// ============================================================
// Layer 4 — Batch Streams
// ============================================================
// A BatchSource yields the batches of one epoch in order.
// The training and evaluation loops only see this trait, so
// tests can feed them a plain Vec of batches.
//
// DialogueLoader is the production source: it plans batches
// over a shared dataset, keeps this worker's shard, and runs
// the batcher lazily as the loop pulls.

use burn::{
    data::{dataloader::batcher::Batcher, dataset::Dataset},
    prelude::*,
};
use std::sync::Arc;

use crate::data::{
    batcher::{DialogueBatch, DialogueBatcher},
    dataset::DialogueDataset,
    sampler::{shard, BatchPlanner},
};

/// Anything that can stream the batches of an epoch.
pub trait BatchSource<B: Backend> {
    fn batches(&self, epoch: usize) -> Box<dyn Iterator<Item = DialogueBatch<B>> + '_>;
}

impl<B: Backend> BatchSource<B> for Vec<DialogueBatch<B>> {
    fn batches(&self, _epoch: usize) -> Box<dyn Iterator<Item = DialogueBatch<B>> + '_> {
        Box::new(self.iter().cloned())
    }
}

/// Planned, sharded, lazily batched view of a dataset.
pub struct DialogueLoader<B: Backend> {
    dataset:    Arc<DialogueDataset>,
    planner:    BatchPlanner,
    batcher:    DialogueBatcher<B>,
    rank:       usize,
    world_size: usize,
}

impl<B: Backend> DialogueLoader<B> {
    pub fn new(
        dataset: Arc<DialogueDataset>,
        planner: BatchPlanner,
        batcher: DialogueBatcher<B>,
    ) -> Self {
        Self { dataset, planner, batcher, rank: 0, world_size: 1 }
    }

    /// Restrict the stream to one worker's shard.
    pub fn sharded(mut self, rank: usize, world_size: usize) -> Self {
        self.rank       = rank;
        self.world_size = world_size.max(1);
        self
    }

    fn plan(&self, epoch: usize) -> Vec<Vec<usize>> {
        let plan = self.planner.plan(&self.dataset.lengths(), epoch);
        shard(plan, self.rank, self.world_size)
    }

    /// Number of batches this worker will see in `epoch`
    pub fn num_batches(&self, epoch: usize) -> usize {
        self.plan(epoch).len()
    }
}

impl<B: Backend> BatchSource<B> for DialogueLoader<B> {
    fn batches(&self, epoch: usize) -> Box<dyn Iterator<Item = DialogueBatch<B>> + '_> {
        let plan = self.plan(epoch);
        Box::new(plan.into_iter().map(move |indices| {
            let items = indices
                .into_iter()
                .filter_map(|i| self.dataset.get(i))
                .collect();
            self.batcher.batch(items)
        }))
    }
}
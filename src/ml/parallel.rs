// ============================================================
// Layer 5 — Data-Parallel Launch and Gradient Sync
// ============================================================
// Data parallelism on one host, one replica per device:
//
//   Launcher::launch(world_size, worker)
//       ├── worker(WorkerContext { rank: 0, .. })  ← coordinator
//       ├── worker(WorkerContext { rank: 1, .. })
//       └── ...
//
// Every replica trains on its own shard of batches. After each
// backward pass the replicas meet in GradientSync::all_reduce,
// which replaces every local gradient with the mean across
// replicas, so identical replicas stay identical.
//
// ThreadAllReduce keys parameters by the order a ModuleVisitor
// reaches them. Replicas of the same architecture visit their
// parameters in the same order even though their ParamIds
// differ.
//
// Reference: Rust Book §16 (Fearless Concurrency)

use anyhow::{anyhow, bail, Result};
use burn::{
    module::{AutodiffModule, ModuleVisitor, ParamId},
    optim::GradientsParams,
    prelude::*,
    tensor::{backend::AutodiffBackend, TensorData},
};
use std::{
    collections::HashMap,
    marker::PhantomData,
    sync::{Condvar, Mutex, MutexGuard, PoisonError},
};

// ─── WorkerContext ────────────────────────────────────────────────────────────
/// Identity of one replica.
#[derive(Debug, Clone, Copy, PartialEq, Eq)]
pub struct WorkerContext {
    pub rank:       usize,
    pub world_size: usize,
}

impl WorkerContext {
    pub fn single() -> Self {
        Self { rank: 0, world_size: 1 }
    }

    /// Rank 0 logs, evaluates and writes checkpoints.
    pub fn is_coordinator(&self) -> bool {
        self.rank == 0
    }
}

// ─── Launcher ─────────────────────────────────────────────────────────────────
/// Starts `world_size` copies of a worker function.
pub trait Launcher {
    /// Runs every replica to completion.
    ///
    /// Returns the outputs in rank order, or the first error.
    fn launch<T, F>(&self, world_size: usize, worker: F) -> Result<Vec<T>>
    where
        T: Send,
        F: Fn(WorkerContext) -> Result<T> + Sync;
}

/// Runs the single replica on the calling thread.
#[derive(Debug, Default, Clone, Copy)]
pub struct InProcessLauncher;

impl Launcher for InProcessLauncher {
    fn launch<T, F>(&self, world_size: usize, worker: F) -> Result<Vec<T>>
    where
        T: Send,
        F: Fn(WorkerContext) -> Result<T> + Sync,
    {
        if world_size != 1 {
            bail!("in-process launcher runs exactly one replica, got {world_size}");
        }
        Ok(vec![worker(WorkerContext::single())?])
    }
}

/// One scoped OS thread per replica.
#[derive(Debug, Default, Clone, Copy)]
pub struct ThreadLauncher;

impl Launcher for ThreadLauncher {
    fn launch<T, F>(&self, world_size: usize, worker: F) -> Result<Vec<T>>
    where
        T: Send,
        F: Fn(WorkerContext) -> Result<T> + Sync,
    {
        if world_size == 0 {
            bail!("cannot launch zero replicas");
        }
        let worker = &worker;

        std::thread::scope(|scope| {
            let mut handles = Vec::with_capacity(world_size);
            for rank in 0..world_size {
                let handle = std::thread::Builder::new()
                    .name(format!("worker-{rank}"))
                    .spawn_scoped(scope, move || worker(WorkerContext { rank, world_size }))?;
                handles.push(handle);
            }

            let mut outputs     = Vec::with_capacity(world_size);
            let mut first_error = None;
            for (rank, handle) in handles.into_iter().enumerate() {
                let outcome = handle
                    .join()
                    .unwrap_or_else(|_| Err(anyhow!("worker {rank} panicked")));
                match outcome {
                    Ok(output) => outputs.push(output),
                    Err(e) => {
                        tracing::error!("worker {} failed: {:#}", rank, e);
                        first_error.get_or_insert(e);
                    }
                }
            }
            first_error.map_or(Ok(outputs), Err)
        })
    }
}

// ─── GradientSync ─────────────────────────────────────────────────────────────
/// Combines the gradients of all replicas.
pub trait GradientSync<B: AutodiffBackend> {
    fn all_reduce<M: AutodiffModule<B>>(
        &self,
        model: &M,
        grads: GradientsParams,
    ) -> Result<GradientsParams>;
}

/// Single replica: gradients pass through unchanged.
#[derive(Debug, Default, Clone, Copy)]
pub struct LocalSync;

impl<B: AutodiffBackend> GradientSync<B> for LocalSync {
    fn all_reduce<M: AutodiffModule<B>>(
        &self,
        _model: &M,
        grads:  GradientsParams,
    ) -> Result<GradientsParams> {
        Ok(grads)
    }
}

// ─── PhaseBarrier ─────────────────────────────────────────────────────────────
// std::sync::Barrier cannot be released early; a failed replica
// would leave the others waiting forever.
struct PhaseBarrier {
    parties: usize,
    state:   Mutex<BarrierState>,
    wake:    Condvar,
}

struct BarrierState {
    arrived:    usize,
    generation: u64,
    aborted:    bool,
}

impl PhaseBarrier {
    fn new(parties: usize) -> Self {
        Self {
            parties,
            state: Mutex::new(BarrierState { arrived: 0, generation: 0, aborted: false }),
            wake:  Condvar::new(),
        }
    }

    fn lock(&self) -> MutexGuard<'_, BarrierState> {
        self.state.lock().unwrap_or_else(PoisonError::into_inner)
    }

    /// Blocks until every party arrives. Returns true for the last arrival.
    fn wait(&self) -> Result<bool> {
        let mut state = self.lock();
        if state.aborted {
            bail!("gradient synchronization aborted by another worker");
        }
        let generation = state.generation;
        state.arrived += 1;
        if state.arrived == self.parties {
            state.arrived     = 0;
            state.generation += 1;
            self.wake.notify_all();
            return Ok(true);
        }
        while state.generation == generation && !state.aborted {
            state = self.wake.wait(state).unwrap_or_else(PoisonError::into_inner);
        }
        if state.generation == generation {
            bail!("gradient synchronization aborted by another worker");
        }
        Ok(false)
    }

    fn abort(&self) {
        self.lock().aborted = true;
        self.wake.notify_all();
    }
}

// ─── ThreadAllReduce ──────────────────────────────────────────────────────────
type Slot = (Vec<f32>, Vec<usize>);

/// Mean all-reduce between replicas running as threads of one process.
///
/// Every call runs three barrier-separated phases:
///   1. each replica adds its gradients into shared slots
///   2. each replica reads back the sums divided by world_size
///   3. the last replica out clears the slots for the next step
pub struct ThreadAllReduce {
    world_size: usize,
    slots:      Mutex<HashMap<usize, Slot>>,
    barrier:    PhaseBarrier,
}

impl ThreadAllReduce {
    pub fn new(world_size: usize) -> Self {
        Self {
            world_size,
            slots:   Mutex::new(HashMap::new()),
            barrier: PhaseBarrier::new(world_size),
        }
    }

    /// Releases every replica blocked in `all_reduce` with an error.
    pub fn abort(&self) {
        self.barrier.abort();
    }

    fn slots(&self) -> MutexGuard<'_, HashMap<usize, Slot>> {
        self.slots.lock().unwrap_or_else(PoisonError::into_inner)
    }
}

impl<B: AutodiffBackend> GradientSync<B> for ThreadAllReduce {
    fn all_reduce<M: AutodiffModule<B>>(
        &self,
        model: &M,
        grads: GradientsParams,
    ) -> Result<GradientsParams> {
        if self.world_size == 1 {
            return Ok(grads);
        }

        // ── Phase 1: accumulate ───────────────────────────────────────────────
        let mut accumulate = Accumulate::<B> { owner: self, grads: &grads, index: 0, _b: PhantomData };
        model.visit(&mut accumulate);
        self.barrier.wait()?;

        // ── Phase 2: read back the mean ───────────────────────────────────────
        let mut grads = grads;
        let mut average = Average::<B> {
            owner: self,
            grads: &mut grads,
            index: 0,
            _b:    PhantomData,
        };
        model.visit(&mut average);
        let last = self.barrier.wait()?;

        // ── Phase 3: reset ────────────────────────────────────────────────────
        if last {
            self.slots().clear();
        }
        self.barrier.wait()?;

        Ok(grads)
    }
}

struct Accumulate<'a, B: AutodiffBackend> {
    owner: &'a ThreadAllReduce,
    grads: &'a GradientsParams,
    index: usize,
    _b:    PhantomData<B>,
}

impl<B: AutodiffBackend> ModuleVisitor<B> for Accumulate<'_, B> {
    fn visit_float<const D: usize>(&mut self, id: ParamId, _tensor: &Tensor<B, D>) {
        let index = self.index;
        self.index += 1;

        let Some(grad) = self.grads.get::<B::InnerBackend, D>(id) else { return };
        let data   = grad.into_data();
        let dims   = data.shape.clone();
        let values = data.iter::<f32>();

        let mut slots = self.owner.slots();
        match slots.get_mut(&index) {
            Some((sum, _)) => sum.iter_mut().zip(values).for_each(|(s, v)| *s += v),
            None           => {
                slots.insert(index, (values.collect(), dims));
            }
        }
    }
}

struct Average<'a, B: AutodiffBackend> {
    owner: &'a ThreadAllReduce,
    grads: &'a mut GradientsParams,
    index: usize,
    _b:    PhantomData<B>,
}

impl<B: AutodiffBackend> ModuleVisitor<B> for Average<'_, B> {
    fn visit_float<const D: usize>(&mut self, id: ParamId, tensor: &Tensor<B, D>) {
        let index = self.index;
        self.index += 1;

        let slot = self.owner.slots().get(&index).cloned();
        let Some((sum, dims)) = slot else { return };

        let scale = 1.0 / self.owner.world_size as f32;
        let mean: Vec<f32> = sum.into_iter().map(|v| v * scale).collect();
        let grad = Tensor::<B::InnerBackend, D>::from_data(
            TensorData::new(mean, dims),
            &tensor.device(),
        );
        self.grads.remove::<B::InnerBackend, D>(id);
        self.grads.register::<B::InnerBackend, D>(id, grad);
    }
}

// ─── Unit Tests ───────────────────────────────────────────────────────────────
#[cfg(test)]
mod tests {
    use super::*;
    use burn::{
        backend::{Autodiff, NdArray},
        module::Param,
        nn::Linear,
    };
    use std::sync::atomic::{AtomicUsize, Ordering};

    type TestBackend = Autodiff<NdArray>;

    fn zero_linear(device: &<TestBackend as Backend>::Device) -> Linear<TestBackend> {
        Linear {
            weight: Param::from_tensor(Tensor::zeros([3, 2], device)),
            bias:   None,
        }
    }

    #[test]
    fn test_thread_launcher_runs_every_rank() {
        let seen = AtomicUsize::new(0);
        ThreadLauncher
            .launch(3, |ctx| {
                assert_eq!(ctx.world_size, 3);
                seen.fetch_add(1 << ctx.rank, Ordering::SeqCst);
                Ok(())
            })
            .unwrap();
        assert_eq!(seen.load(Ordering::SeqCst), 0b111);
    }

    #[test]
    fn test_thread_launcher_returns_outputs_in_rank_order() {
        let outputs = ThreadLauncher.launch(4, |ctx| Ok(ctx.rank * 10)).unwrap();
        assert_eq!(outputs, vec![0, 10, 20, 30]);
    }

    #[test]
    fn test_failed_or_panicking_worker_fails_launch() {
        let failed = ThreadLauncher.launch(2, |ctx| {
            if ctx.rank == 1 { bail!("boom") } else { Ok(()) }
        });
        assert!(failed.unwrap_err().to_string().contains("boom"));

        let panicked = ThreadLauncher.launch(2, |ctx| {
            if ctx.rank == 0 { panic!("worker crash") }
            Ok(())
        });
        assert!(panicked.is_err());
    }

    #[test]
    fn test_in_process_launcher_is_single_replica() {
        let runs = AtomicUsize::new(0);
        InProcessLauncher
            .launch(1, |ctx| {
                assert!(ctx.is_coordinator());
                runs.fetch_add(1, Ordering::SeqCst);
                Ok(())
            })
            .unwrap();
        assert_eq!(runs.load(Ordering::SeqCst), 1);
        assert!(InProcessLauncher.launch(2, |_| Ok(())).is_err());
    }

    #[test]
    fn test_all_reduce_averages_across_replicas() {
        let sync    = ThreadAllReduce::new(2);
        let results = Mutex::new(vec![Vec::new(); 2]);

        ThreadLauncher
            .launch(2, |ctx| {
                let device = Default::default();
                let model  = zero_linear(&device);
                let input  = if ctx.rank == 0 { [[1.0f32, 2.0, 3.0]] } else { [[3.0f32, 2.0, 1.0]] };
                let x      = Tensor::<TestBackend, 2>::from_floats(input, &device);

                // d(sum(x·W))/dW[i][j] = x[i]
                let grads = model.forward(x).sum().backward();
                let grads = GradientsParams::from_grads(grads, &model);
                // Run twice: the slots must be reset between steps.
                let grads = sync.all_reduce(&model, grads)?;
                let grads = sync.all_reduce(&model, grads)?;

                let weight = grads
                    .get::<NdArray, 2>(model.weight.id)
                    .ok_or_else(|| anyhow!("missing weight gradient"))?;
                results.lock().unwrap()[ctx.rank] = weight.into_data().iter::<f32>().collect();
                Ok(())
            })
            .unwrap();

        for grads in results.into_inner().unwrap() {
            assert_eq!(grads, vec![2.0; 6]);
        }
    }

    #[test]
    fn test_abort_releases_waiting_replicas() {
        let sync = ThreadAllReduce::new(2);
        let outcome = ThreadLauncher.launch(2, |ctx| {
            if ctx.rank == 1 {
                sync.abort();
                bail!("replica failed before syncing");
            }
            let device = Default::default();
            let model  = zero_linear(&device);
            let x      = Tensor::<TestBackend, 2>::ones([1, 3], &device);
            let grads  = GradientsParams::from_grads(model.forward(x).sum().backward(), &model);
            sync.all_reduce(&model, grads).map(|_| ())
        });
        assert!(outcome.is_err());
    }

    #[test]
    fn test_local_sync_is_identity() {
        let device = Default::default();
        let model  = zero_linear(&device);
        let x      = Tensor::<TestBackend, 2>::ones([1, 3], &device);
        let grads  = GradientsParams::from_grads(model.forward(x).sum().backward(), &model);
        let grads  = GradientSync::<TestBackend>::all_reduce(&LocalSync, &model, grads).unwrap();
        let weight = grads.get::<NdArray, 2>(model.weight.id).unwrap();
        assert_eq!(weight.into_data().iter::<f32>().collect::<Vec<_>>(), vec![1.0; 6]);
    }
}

▸ What to produce
Reproduce only the lines above spanning from the line containing "Data parallelism on" through the line containing "order a ModuleVisitor", word for word.

▸ Exercise output
// Data parallelism on one host, one replica per device:
//
//   Launcher::launch(world_size, worker)
//       ├── worker(WorkerContext { rank: 0, .. })  ← coordinator
//       ├── worker(WorkerContext { rank: 1, .. })
//       └── ...
//
// Every replica trains on its own shard of batches. After each
// backward pass the replicas meet in GradientSync::all_reduce,
// which replaces every local gradient with the mean across
// replicas, so identical replicas stay identical.
//
// ThreadAllReduce keys parameters by the order a ModuleVisitor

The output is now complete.